#![deny(missing_docs)]

//! # Document Source
//!
//! Feeds a parsed reference document through the walker and the child
//! resolver into a [`SpecBuilder`].

use crate::config::SourceConfig;
use crate::document::Block;
use crate::error::AppResult;
use crate::html::parse_blocks;
use crate::model::{DataSource, SpecBuilder};
use crate::resolver::PendingLinks;
use crate::walker::{Event, VersionRecord, Walker};

/// A reference document already split into blocks.
#[derive(Debug, Clone)]
pub struct DocumentSource {
    blocks: Vec<Block>,
    config: SourceConfig,
}

impl DocumentSource {
    /// Wraps blocks produced elsewhere.
    pub fn new(blocks: Vec<Block>, config: SourceConfig) -> Self {
        Self { blocks, config }
    }

    /// Parses an HTML page using the container selector from `config`.
    pub fn from_html(html: &str, config: SourceConfig) -> AppResult<Self> {
        let blocks = parse_blocks(html, &config.container_selector)?;
        tracing::debug!(blocks = blocks.len(), "document parsed");
        Ok(Self::new(blocks, config))
    }

    /// Settings the source was created with.
    pub fn config(&self) -> &SourceConfig {
        &self.config
    }
}

impl DataSource for DocumentSource {
    fn fill(&self, builder: &SpecBuilder) -> AppResult<()> {
        let mut pending = PendingLinks::new();

        for event in Walker::new(self.blocks.iter().cloned(), builder, &self.config) {
            match event {
                Event::Version(record) => apply_version(builder, &record)?,
                Event::Type(mut entity) => {
                    pending.attach(&mut entity, builder);
                    builder.add_type(entity)?;
                }
                Event::Method(entity) => builder.add_method(entity)?,
                Event::DeferredChild { child, parent } => pending.defer(child, parent),
                Event::Error(err) => return Err(err),
            }
        }

        pending.finalize(builder)
    }
}

// Only the newest changelog entry describes the documented release.
fn apply_version(builder: &SpecBuilder, record: &VersionRecord) -> AppResult<()> {
    if record.version.is_empty() || !builder.version().is_empty() {
        return Ok(());
    }

    builder.set_version(&record.version)?;
    if !record.release_date.is_empty() {
        builder.set_release_date(&record.release_date)?;
    }
    if !record.link.is_empty() {
        builder.set_link(&record.link)?;
    }
    Ok(())
}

◇ ◇ ◇ ◇ ◇ ◇ ◇

Task item:
Count each line above with "PendingLinks"; write only the number.

Reply to the task:
2